impl<'a, T, H: HashWidth> OccupiedEntry<'a, T, H> {
    /// Returns a reference to the entry's value.
    pub fn get(&self) -> &T {
        self.table.value_at(self.index)
    }

    /// Returns a mutable reference to the entry's value.
    pub fn get_mut(&mut self) -> &mut T {
        self.table.value_at_mut(self.index)
    }

    /// Converts the entry into a mutable reference bound to the table's
    /// lifetime.
    pub fn into_mut(self) -> &'a mut T {
        self.table.value_at_mut(self.index)
    }

    /// Removes the entry and returns its value.
    pub fn remove(self) -> T {
        match self.table.erase_at(self.index) {
            Some(value) => value,
            None => unreachable!("occupied entry points at an empty slot"),
        }
    }
}

/// A cursor over a [`HashTable`] that can remove the element it points at.
///
/// Created by [`HashTable::cursor_mut`] and [`HashTable::cursor_mut_at`].
/// After a removal the cursor points at the next element, which may be one
/// that backward-shift deletion just moved into the current slot.
pub struct CursorMut<'a, T, H: HashWidth> {
    table: &'a mut HashTable<T, H>,
    index: usize,
    remaining: usize,
}

impl<T, H: HashWidth> CursorMut<'_, T, H> {
    /// The element under the cursor, or `None` once the cursor is exhausted.
    pub fn current(&self) -> Option<&T> {
        if self.remaining == 0 {
            return None;
        }
        self.table.buckets[self.index]
            .as_ref()
            .map(|bucket| &bucket.value)
    }

    /// Mutable access to the element under the cursor.
    pub fn current_mut(&mut self) -> Option<&mut T> {
        if self.remaining == 0 {
            return None;
        }
        self.table.buckets[self.index]
            .as_mut()
            .map(|bucket| &mut bucket.value)
    }

    /// Advances to the next element.
    pub fn move_next(&mut self) {
        if self.remaining > 0 {
            self.step();
            self.skip_vacant();
        }
    }

    /// Removes the element under the cursor and moves to the next one.
    pub fn remove_current(&mut self) -> Option<T> {
        if self.remaining == 0 {
            return None;
        }
        let value = self.table.erase_at(self.index)?;
        self.skip_vacant();
        Some(value)
    }

    /// Removes up to `n` elements starting at the cursor. Returns how many
    /// were removed.
    pub fn remove_n(&mut self, n: usize) -> usize {
        let mut removed = 0;
        while removed < n && self.remove_current().is_some() {
            removed += 1;
        }
        removed
    }

    /// Removes every element from the cursor to its end. Returns how many
    /// were removed.
    pub fn remove_rest(&mut self) -> usize {
        self.remove_n(usize::MAX)
    }

    fn step(&mut self) {
        self.index = (self.index + 1) & self.table.mask;
        self.remaining -= 1;
    }

    fn skip_vacant(&mut self) {
        while self.remaining > 0 && self.table.buckets[self.index].is_none() {
            self.step();
        }
    }
}

/// An iterator over the elements of a [`HashTable`], in slot order.
pub struct Iter<'a, T, H> {
    buckets: core::slice::Iter<'a, Option<Bucket<T, H>>>,
    remaining: usize,
}

impl<T, H> Clone for Iter<'_, T, H> {
    fn clone(&self) -> Self {
        Self {
            buckets: self.buckets.clone(),
            remaining: self.remaining,
        }
    }
}

impl<'a, T, H> Iterator for Iter<'a, T, H> {
    type Item = &'a T;

    fn next(&mut self) -> Option<Self::Item> {
        let bucket = self.buckets.by_ref().flatten().next()?;
        self.remaining -= 1;
        Some(&bucket.value)
    }

    fn size_hint(&self) -> (usize, Option<usize>) {
        (self.remaining, Some(self.remaining))
    }
}

impl<T, H> ExactSizeIterator for Iter<'_, T, H> {}
impl<T, H> FusedIterator for Iter<'_, T, H> {}

/// A mutable iterator over the elements of a [`HashTable`].
pub struct IterMut<'a, T, H> {
    buckets: core::slice::IterMut<'a, Option<Bucket<T, H>>>,
    remaining: usize,
}

impl<'a, T, H> Iterator for IterMut<'a, T, H> {
    type Item = &'a mut T;

    fn next(&mut self) -> Option<Self::Item> {
        let bucket = self.buckets.by_ref().flatten().next()?;
        self.remaining -= 1;
        Some(&mut bucket.value)
    }

    fn size_hint(&self) -> (usize, Option<usize>) {
        (self.remaining, Some(self.remaining))
    }
}

impl<T, H> ExactSizeIterator for IterMut<'_, T, H> {}
impl<T, H> FusedIterator for IterMut<'_, T, H> {}

/// An owning iterator over the elements of a [`HashTable`].
pub struct IntoIter<T, H> {
    buckets: alloc::vec::IntoIter<Option<Bucket<T, H>>>,
    remaining: usize,
}

impl<T, H> Iterator for IntoIter<T, H> {
    type Item = T;

    fn next(&mut self) -> Option<Self::Item> {
        let bucket = self.buckets.by_ref().flatten().next()?;
        self.remaining -= 1;
        Some(bucket.value)
    }

    fn size_hint(&self) -> (usize, Option<usize>) {
        (self.remaining, Some(self.remaining))
    }
}

impl<T, H> ExactSizeIterator for IntoIter<T, H> {}
impl<T, H> FusedIterator for IntoIter<T, H> {}

impl<T, H: HashWidth> IntoIterator for HashTable<T, H> {
    type Item = T;
    type IntoIter = IntoIter<T, H>;

    fn into_iter(self) -> Self::IntoIter {
        IntoIter {
            buckets: self.buckets.into_iter(),
            remaining: self.len,
        }
    }
}

impl<'a, T, H: HashWidth> IntoIterator for &'a HashTable<T, H> {
    type Item = &'a T;
    type IntoIter = Iter<'a, T, H>;

    fn into_iter(self) -> Self::IntoIter {
        self.iter()
    }
}

/// A draining iterator over the elements of a [`HashTable`].
///
/// Created by [`HashTable::drain`]. The table is already empty when this is
/// returned; the iterator owns the removed elements.
pub struct Drain<'a, T, H> {
    inner: IntoIter<T, H>,
    _marker: PhantomData<&'a mut T>,
}

impl<T, H> Iterator for Drain<'_, T, H> {
    type Item = T;

    fn next(&mut self) -> Option<Self::Item> {
        self.inner.next()
    }

    fn size_hint(&self) -> (usize, Option<usize>) {
        self.inner.size_hint()
    }
}

impl<T, H> ExactSizeIterator for Drain<'_, T, H> {}
impl<T, H> FusedIterator for Drain<'_, T, H> {}

#[cfg(test)]
impl<T, H: HashWidth> HashTable<T, H> {
    /// Panics unless the structural invariants hold.
    pub(crate) fn assert_invariants(&self) {
        let capacity = self.capacity();
        assert!(capacity.is_power_of_two(), "{self:?}");
        assert_eq!(self.mask, capacity - 1);
        assert_eq!(self.len, self.buckets.iter().flatten().count(), "{self:?}");
        assert!(self.len * 100 < capacity * MAX_LOAD_PERCENT, "{self:?}");

        for (index, slot) in self.buckets.iter().enumerate() {
            let Some(bucket) = slot else { continue };
            let home = bucket.hash.low_bits(self.mask);
            assert_eq!(
                bucket.distance as usize,
                index.wrapping_sub(home) & self.mask,
                "slot {index}: {self:?}"
            );
            if bucket.distance > 0 {
                let prev = self.buckets[(index + capacity - 1) & self.mask].as_ref();
                let prev = prev.unwrap_or_else(|| panic!("gap before slot {index}: {self:?}"));
                assert!(prev.distance + 1 >= bucket.distance, "slot {index}: {self:?}");
            }
        }
    }

    pub(crate) fn distance_at(&self, index: usize) -> Option<u32> {
        self.buckets[index].as_ref().map(|bucket| bucket.distance)
    }
}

▶ _Exercise_
The answer must be the complete listing, repeated exactly.

▶ _Exercise response_
impl<'a, T, H: HashWidth> OccupiedEntry<'a, T, H> {
    /// Returns a reference to the entry's value.
    pub fn get(&self) -> &T {
        self.table.value_at(self.index)
    }

    /// Returns a mutable reference to the entry's value.
    pub fn get_mut(&mut self) -> &mut T {
        self.table.value_at_mut(self.index)
    }

    /// Converts the entry into a mutable reference bound to the table's
    /// lifetime.
    pub fn into_mut(self) -> &'a mut T {
        self.table.value_at_mut(self.index)
    }

    /// Removes the entry and returns its value.
    pub fn remove(self) -> T {
        match self.table.erase_at(self.index) {
            Some(value) => value,
            None => unreachable!("occupied entry points at an empty slot"),
        }
    }
}

/// A cursor over a [`HashTable`] that can remove the element it points at.
///
/// Created by [`HashTable::cursor_mut`] and [`HashTable::cursor_mut_at`].
/// After a removal the cursor points at the next element, which may be one
/// that backward-shift deletion just moved into the current slot.
pub struct CursorMut<'a, T, H: HashWidth> {
    table: &'a mut HashTable<T, H>,
    index: usize,
    remaining: usize,
}

impl<T, H: HashWidth> CursorMut<'_, T, H> {
    /// The element under the cursor, or `None` once the cursor is exhausted.
    pub fn current(&self) -> Option<&T> {
        if self.remaining == 0 {
            return None;
        }
        self.table.buckets[self.index]
            .as_ref()
            .map(|bucket| &bucket.value)
    }

    /// Mutable access to the element under the cursor.
    pub fn current_mut(&mut self) -> Option<&mut T> {
        if self.remaining == 0 {
            return None;
        }
        self.table.buckets[self.index]
            .as_mut()
            .map(|bucket| &mut bucket.value)
    }

    /// Advances to the next element.
    pub fn move_next(&mut self) {
        if self.remaining > 0 {
            self.step();
            self.skip_vacant();
        }
    }

    /// Removes the element under the cursor and moves to the next one.
    pub fn remove_current(&mut self) -> Option<T> {
        if self.remaining == 0 {
            return None;
        }
        let value = self.table.erase_at(self.index)?;
        self.skip_vacant();
        Some(value)
    }

    /// Removes up to `n` elements starting at the cursor. Returns how many
    /// were removed.
    pub fn remove_n(&mut self, n: usize) -> usize {
        let mut removed = 0;
        while removed < n && self.remove_current().is_some() {
            removed += 1;
        }
        removed
    }

    /// Removes every element from the cursor to its end. Returns how many
    /// were removed.
    pub fn remove_rest(&mut self) -> usize {
        self.remove_n(usize::MAX)
    }

    fn step(&mut self) {
        self.index = (self.index + 1) & self.table.mask;
        self.remaining -= 1;
    }

    fn skip_vacant(&mut self) {
        while self.remaining > 0 && self.table.buckets[self.index].is_none() {
            self.step();
        }
    }
}

/// An iterator over the elements of a [`HashTable`], in slot order.
pub struct Iter<'a, T, H> {
    buckets: core::slice::Iter<'a, Option<Bucket<T, H>>>,
    remaining: usize,
}

impl<T, H> Clone for Iter<'_, T, H> {
    fn clone(&self) -> Self {
        Self {
            buckets: self.buckets.clone(),
            remaining: self.remaining,
        }
    }
}

impl<'a, T, H> Iterator for Iter<'a, T, H> {
    type Item = &'a T;

    fn next(&mut self) -> Option<Self::Item> {
        let bucket = self.buckets.by_ref().flatten().next()?;
        self.remaining -= 1;
        Some(&bucket.value)
    }

    fn size_hint(&self) -> (usize, Option<usize>) {
        (self.remaining, Some(self.remaining))
    }
}

impl<T, H> ExactSizeIterator for Iter<'_, T, H> {}
impl<T, H> FusedIterator for Iter<'_, T, H> {}

/// A mutable iterator over the elements of a [`HashTable`].
pub struct IterMut<'a, T, H> {
    buckets: core::slice::IterMut<'a, Option<Bucket<T, H>>>,
    remaining: usize,
}

impl<'a, T, H> Iterator for IterMut<'a, T, H> {
    type Item = &'a mut T;

    fn next(&mut self) -> Option<Self::Item> {
        let bucket = self.buckets.by_ref().flatten().next()?;
        self.remaining -= 1;
        Some(&mut bucket.value)
    }

    fn size_hint(&self) -> (usize, Option<usize>) {
        (self.remaining, Some(self.remaining))
    }
}

impl<T, H> ExactSizeIterator for IterMut<'_, T, H> {}
impl<T, H> FusedIterator for IterMut<'_, T, H> {}

/// An owning iterator over the elements of a [`HashTable`].
pub struct IntoIter<T, H> {
    buckets: alloc::vec::IntoIter<Option<Bucket<T, H>>>,
    remaining: usize,
}

impl<T, H> Iterator for IntoIter<T, H> {
    type Item = T;

    fn next(&mut self) -> Option<Self::Item> {
        let bucket = self.buckets.by_ref().flatten().next()?;
        self.remaining -= 1;
        Some(bucket.value)
    }

    fn size_hint(&self) -> (usize, Option<usize>) {
        (self.remaining, Some(self.remaining))
    }
}

impl<T, H> ExactSizeIterator for IntoIter<T, H> {}
impl<T, H> FusedIterator for IntoIter<T, H> {}

impl<T, H: HashWidth> IntoIterator for HashTable<T, H> {
    type Item = T;
    type IntoIter = IntoIter<T, H>;

    fn into_iter(self) -> Self::IntoIter {
        IntoIter {
            buckets: self.buckets.into_iter(),
            remaining: self.len,
        }
    }
}

impl<'a, T, H: HashWidth> IntoIterator for &'a HashTable<T, H> {
    type Item = &'a T;
    type IntoIter = Iter<'a, T, H>;

    fn into_iter(self) -> Self::IntoIter {
        self.iter()
    }
}

/// A draining iterator over the elements of a [`HashTable`].
///
/// Created by [`HashTable::drain`]. The table is already empty when this is
/// returned; the iterator owns the removed elements.
pub struct Drain<'a, T, H> {
    inner: IntoIter<T, H>,
    _marker: PhantomData<&'a mut T>,
}

impl<T, H> Iterator for Drain<'_, T, H> {
    type Item = T;

    fn next(&mut self) -> Option<Self::Item> {
        self.inner.next()
    }

    fn size_hint(&self) -> (usize, Option<usize>) {
        self.inner.size_hint()
    }
}

impl<T, H> ExactSizeIterator for Drain<'_, T, H> {}
impl<T, H> FusedIterator for Drain<'_, T, H> {}

#[cfg(test)]
impl<T, H: HashWidth> HashTable<T, H> {
    /// Panics unless the structural invariants hold.
    pub(crate) fn assert_invariants(&self) {
        let capacity = self.capacity();
        assert!(capacity.is_power_of_two(), "{self:?}");
        assert_eq!(self.mask, capacity - 1);
        assert_eq!(self.len, self.buckets.iter().flatten().count(), "{self:?}");
        assert!(self.len * 100 < capacity * MAX_LOAD_PERCENT, "{self:?}");

        for (index, slot) in self.buckets.iter().enumerate() {
            let Some(bucket) = slot else { continue };
            let home = bucket.hash.low_bits(self.mask);
            assert_eq!(
                bucket.distance as usize,
                index.wrapping_sub(home) & self.mask,
                "slot {index}: {self:?}"
            );
            if bucket.distance > 0 {
                let prev = self.buckets[(index + capacity - 1) & self.mask].as_ref();
                let prev = prev.unwrap_or_else(|| panic!("gap before slot {index}: {self:?}"));
                assert!(prev.distance + 1 >= bucket.distance, "slot {index}: {self:?}");
            }
        }
    }

    pub(crate) fn distance_at(&self, index: usize) -> Option<u32> {
        self.buckets[index].as_ref().map(|bucket| bucket.distance)
    }
}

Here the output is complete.